Exercise description: Each entry should appear in the answer exactly as written.

Listed records:
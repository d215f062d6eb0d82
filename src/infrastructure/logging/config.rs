use serde::{Deserialize, Serialize};
use std::path::PathBuf;

use crate::domain::models::LoggingConfig;

/// Resolved logging settings for [`super::LoggerImpl`]
#[derive(Debug, Clone, Serialize, Deserialize)]
pub struct LogConfig {
    /// Log level (trace, debug, info, warn, error)
    pub level: String,

    /// Console output format
    pub format: LogFormat,

    /// Directory for rolling JSON log files; console only when `None`
    pub log_dir: Option<PathBuf>,

    /// Rotation for file output
    pub rotation: RotationPolicy,
}

#[derive(Debug, Clone, Copy, Serialize, Deserialize, PartialEq, Eq)]
#[serde(rename_all = "lowercase")]
pub enum LogFormat {
    Json,
    Pretty,
}

#[derive(Debug, Clone, Copy, Default, Serialize, Deserialize, PartialEq, Eq)]
#[serde(rename_all = "lowercase")]
pub enum RotationPolicy {
    #[default]
    Daily,
    Hourly,
    Never,
}

impl Default for LogConfig {
    fn default() -> Self {
        Self {
            level: "info".to_string(),
            format: LogFormat::Pretty,
            log_dir: None,
            rotation: RotationPolicy::default(),
        }
    }
}

impl TryFrom<&LoggingConfig> for LogConfig {
    type Error = anyhow::Error;

    fn try_from(config: &LoggingConfig) -> Result<Self, Self::Error> {
        let format = match config.format.as_str() {
            "json" => LogFormat::Json,
            "pretty" => LogFormat::Pretty,
            other => anyhow::bail!("Invalid log format: {other}"),
        };
        let rotation = match config.rotation.as_str() {
            "daily" => RotationPolicy::Daily,
            "hourly" => RotationPolicy::Hourly,
            "never" => RotationPolicy::Never,
            other => anyhow::bail!("Invalid log rotation: {other}"),
        };

        Ok(Self {
            level: config.level.clone(),
            format,
            log_dir: config.log_dir.as_ref().map(PathBuf::from),
            rotation,
        })
    }
}
use async_trait::async_trait;

use crate::domain::error::GatewayError;
use crate::domain::models::{
    DbInstanceConfig, FinalSnapshot, InstanceSnapshot, ProbeResult, ResourceId, TagDiff,
};

/// Port to the provider API that creates, reads, and deletes instances.
///
/// Implementations must tolerate concurrent `describe` calls. Callers make
/// sure at most one mutating call is in flight per identifier.
#[async_trait]
pub trait ResourceGateway: Send + Sync {
    /// Start creating an instance. Returns as soon as the request is accepted.
    async fn create(&self, config: &DbInstanceConfig) -> Result<ResourceId, GatewayError>;

    /// Read the current state of an instance.
    ///
    /// # Returns
    /// * `Ok(Some(snapshot))` if the provider knows the identifier
    /// * `Ok(None)` if it does not
    /// * `Err(GatewayError)` if the query failed
    async fn describe(&self, id: &ResourceId) -> Result<Option<InstanceSnapshot>, GatewayError>;

    /// Apply tag changes. Synchronous on the provider side.
    async fn update_tags(&self, id: &ResourceId, diff: &TagDiff) -> Result<(), GatewayError>;

    /// Start deleting an instance, optionally keeping a final snapshot.
    async fn delete(&self, id: &ResourceId, final_snapshot: &FinalSnapshot)
        -> Result<(), GatewayError>;
}

/// Probe an instance once through `describe`.
pub async fn probe<G>(gateway: &G, id: &ResourceId) -> ProbeResult<InstanceSnapshot>
where
    G: ResourceGateway + ?Sized,
{
    gateway.describe(id).await.into()
}
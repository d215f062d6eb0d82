//! Show command: list locally recorded instances.

use anyhow::{Context, Result};
use clap::Args;
use serde::Serialize;

use crate::adapters::FileRecordStore;
use crate::cli::output::{output, truncate, CommandOutput};
use crate::domain::models::{Config, ResourceRecord};
use crate::domain::ports::RecordStore;

#[derive(Args, Debug)]
pub struct ShowArgs {
    /// Only show this record
    pub name: Option<String>,
}

#[derive(Debug, Serialize)]
pub struct RecordOutput {
    pub name: String,
    pub identifier: Option<String>,
    pub status: Option<String>,
    pub endpoint: Option<String>,
    pub tags: usize,
    pub updated_at: Option<String>,
}

impl RecordOutput {
    fn new(name: String, record: &ResourceRecord) -> Self {
        let snapshot = record.snapshot.as_ref();
        Self {
            name,
            identifier: record.identifier.as_ref().map(ToString::to_string),
            status: record.last_status().map(|s| s.as_str().to_string()),
            endpoint: snapshot
                .and_then(|s| s.endpoint.as_ref())
                .map(ToString::to_string),
            tags: record.tags.len(),
            updated_at: record.updated_at.map(|t| t.to_rfc3339()),
        }
    }
}

#[derive(Debug, Serialize)]
pub struct RecordListOutput {
    pub records: Vec<RecordOutput>,
    pub total: usize,
}

impl CommandOutput for RecordListOutput {
    fn to_human(&self) -> String {
        if self.records.is_empty() {
            return "No records found.".to_string();
        }

        let mut lines = vec![format!("Found {} record(s):\n", self.total)];
        lines.push(format!(
            "{:<20} {:<12} {:<30} {:<5}",
            "NAME", "STATUS", "ENDPOINT", "TAGS"
        ));
        lines.push("-".repeat(70));

        for record in &self.records {
            lines.push(format!(
                "{:<20} {:<12} {:<30} {:<5}",
                truncate(&record.name, 20),
                record.status.as_deref().unwrap_or("-"),
                truncate(record.endpoint.as_deref().unwrap_or("-"), 30),
                record.tags
            ));
        }
        lines.join("\n")
    }
}

pub async fn collect(store: &dyn RecordStore, name: Option<&str>) -> Result<RecordListOutput> {
    let records: Vec<RecordOutput> = match name {
        Some(name) => store
            .load(name)
            .await
            .context("Failed to read record store")?
            .map(|record| RecordOutput::new(name.to_string(), &record))
            .into_iter()
            .collect(),
        None => store
            .list()
            .await
            .context("Failed to read record store")?
            .into_iter()
            .map(|(name, record)| RecordOutput::new(name, &record))
            .collect(),
    };

    Ok(RecordListOutput {
        total: records.len(),
        records,
    })
}

pub async fn execute(args: ShowArgs, config: &Config, json_mode: bool) -> Result<()> {
    let store = FileRecordStore::new(&config.state.path);
    let out = collect(&store, args.name.as_deref()).await?;
    output(&out, json_mode);
    Ok(())
}

#[cfg(test)]
mod tests {
    use super::*;
    use crate::domain::models::ResourceId;

    #[tokio::test]
    async fn test_lists_saved_records() {
        let dir = tempfile::tempdir().unwrap();
        let store = FileRecordStore::new(dir.path().join("state.json"));
        let mut record = ResourceRecord::new();
        record.identifier = Some(ResourceId::new("orders-db"));
        store.save("orders-db", &record).await.unwrap();

        let all = collect(&store, None).await.unwrap();
        assert_eq!(all.total, 1);
        assert_eq!(all.records[0].identifier.as_deref(), Some("orders-db"));
        assert!(all.records[0].status.is_none());

        let missing = collect(&store, Some("billing-db")).await.unwrap();
        assert_eq!(missing.total, 0);
        assert_eq!(missing.to_human(), "No records found.");
    }
}
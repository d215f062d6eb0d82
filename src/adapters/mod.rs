//! Adapters implementing the domain ports.

pub mod clock;
pub mod file_store;
pub mod simulated;

pub use clock::{ManualClock, TokioClock};
pub use file_store::FileRecordStore;
pub use simulated::{SimulatedGateway, SimulationScript};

Response to the task:
repository d215f062d6eb0d82
filename src/infrastructure/logging/config.rs
use serde::{Deserialize, Serialize};
use std::path::PathBuf;

use crate::domain::models::LoggingConfig;

/// Resolved logging settings for [`super::LoggerImpl`]
#[derive(Debug, Clone, Serialize, Deserialize)]
pub struct LogConfig {
    /// Log level (trace, debug, info, warn, error)
    pub level: String,

    /// Console output format
    pub format: LogFormat,

    /// Directory for rolling JSON log files; console only when `None`
    pub log_dir: Option<PathBuf>,

    /// Rotation for file output
    pub rotation: RotationPolicy,
}

#[derive(Debug, Clone, Copy, Serialize, Deserialize, PartialEq, Eq)]
#[serde(rename_all = "lowercase")]
pub enum LogFormat {
    Json,
    Pretty,
}

#[derive(Debug, Clone, Copy, Default, Serialize, Deserialize, PartialEq, Eq)]
#[serde(rename_all = "lowercase")]
pub enum RotationPolicy {
    #[default]
    Daily,
    Hourly,
    Never,
}

impl Default for LogConfig {
    fn default() -> Self {
        Self {
            level: "info".to_string(),
            format: LogFormat::Pretty,
            log_dir: None,
            rotation: RotationPolicy::default(),
        }
    }
}

impl TryFrom<&LoggingConfig> for LogConfig {
    type Error = anyhow::Error;

    fn try_from(config: &LoggingConfig) -> Result<Self, Self::Error> {
        let format = match config.format.as_str() {
            "json" => LogFormat::Json,
            "pretty" => LogFormat::Pretty,
            other => anyhow::bail!("Invalid log format: {other}"),
        };
        let rotation = match config.rotation.as_str() {
            "daily" => RotationPolicy::Daily,
            "hourly" => RotationPolicy::Hourly,
            "never" => RotationPolicy::Never,
            other => anyhow::bail!("Invalid log rotation: {other}"),
        };

        Ok(Self {
            level: config.level.clone(),
            format,
            log_dir: config.log_dir.as_ref().map(PathBuf::from),
            rotation,
        })
    }
}
use async_trait::async_trait;

use crate::domain::error::GatewayError;
use crate::domain::models::{
    DbInstanceConfig, FinalSnapshot, InstanceSnapshot, ProbeResult, ResourceId, TagDiff,
};

/// Port to the provider API that creates, reads, and deletes instances.
///
/// Implementations must tolerate concurrent `describe` calls. Callers make
/// sure at most one mutating call is in flight per identifier.
#[async_trait]
pub trait ResourceGateway: Send + Sync {
    /// Start creating an instance. Returns as soon as the request is accepted.
    async fn create(&self, config: &DbInstanceConfig) -> Result<ResourceId, GatewayError>;

    /// Read the current state of an instance.
    ///
    /// # Returns
    /// * `Ok(Some(snapshot))` if the provider knows the identifier
    /// * `Ok(None)` if it does not
    /// * `Err(GatewayError)` if the query failed
    async fn describe(&self, id: &ResourceId) -> Result<Option<InstanceSnapshot>, GatewayError>;

    /// Apply tag changes. Synchronous on the provider side.
    async fn update_tags(&self, id: &ResourceId, diff: &TagDiff) -> Result<(), GatewayError>;

    /// Start deleting an instance, optionally keeping a final snapshot.
    async fn delete(&self, id: &ResourceId, final_snapshot: &FinalSnapshot)
        -> Result<(), GatewayError>;
}

/// Probe an instance once through `describe`.
pub async fn probe<G>(gateway: &G, id: &ResourceId) -> ProbeResult<InstanceSnapshot>
where
    G: ResourceGateway + ?Sized,
{
    gateway.describe(id).await.into()
}
repository d215f062d6eb0d82
//! Show command: list locally recorded instances.

use anyhow::{Context, Result};
use clap::Args;
use serde::Serialize;

use crate::adapters::FileRecordStore;
use crate::cli::output::{output, truncate, CommandOutput};
use crate::domain::models::{Config, ResourceRecord};
use crate::domain::ports::RecordStore;

#[derive(Args, Debug)]
pub struct ShowArgs {
    /// Only show this record
    pub name: Option<String>,
}

#[derive(Debug, Serialize)]
pub struct RecordOutput {
    pub name: String,
    pub identifier: Option<String>,
    pub status: Option<String>,
    pub endpoint: Option<String>,
    pub tags: usize,
    pub updated_at: Option<String>,
}

impl RecordOutput {
    fn new(name: String, record: &ResourceRecord) -> Self {
        let snapshot = record.snapshot.as_ref();
        Self {
            name,
            identifier: record.identifier.as_ref().map(ToString::to_string),
            status: record.last_status().map(|s| s.as_str().to_string()),
            endpoint: snapshot
                .and_then(|s| s.endpoint.as_ref())
                .map(ToString::to_string),
            tags: record.tags.len(),
            updated_at: record.updated_at.map(|t| t.to_rfc3339()),
        }
    }
}

#[derive(Debug, Serialize)]
pub struct RecordListOutput {
    pub records: Vec<RecordOutput>,
    pub total: usize,
}

impl CommandOutput for RecordListOutput {
    fn to_human(&self) -> String {
        if self.records.is_empty() {
            return "No records found.".to_string();
        }

        let mut lines = vec![format!("Found {} record(s):\n", self.total)];
        lines.push(format!(
            "{:<20} {:<12} {:<30} {:<5}",
            "NAME", "STATUS", "ENDPOINT", "TAGS"
        ));
        lines.push("-".repeat(70));

        for record in &self.records {
            lines.push(format!(
                "{:<20} {:<12} {:<30} {:<5}",
                truncate(&record.name, 20),
                record.status.as_deref().unwrap_or("-"),
                truncate(record.endpoint.as_deref().unwrap_or("-"), 30),
                record.tags
            ));
        }
        lines.join("\n")
    }
}

pub async fn collect(store: &dyn RecordStore, name: Option<&str>) -> Result<RecordListOutput> {
    let records: Vec<RecordOutput> = match name {
        Some(name) => store
            .load(name)
            .await
            .context("Failed to read record store")?
            .map(|record| RecordOutput::new(name.to_string(), &record))
            .into_iter()
            .collect(),
        None => store
            .list()
            .await
            .context("Failed to read record store")?
            .into_iter()
            .map(|(name, record)| RecordOutput::new(name, &record))
            .collect(),
    };

    Ok(RecordListOutput {
        total: records.len(),
        records,
    })
}

pub async fn execute(args: ShowArgs, config: &Config, json_mode: bool) -> Result<()> {
    let store = FileRecordStore::new(&config.state.path);
    let out = collect(&store, args.name.as_deref()).await?;
    output(&out, json_mode);
    Ok(())
}

#[cfg(test)]
mod tests {
    use super::*;
    use crate::domain::models::ResourceId;

    #[tokio::test]
    async fn test_lists_saved_records() {
        let dir = tempfile::tempdir().unwrap();
        let store = FileRecordStore::new(dir.path().join("state.json"));
        let mut record = ResourceRecord::new();
        record.identifier = Some(ResourceId::new("orders-db"));
        store.save("orders-db", &record).await.unwrap();

        let all = collect(&store, None).await.unwrap();
        assert_eq!(all.total, 1);
        assert_eq!(all.records[0].identifier.as_deref(), Some("orders-db"));
        assert!(all.records[0].status.is_none());

        let missing = collect(&store, Some("billing-db")).await.unwrap();
        assert_eq!(missing.total, 0);
        assert_eq!(missing.to_human(), "No records found.");
    }
}
repository d215f062d6eb0d82
filename src/adapters/mod.rs
//! Adapters implementing the domain ports.

pub mod clock;
pub mod file_store;
pub mod simulated;

pub use clock::{ManualClock, TokioClock};
pub use file_store::FileRecordStore;
pub use simulated::{SimulatedGateway, SimulationScript};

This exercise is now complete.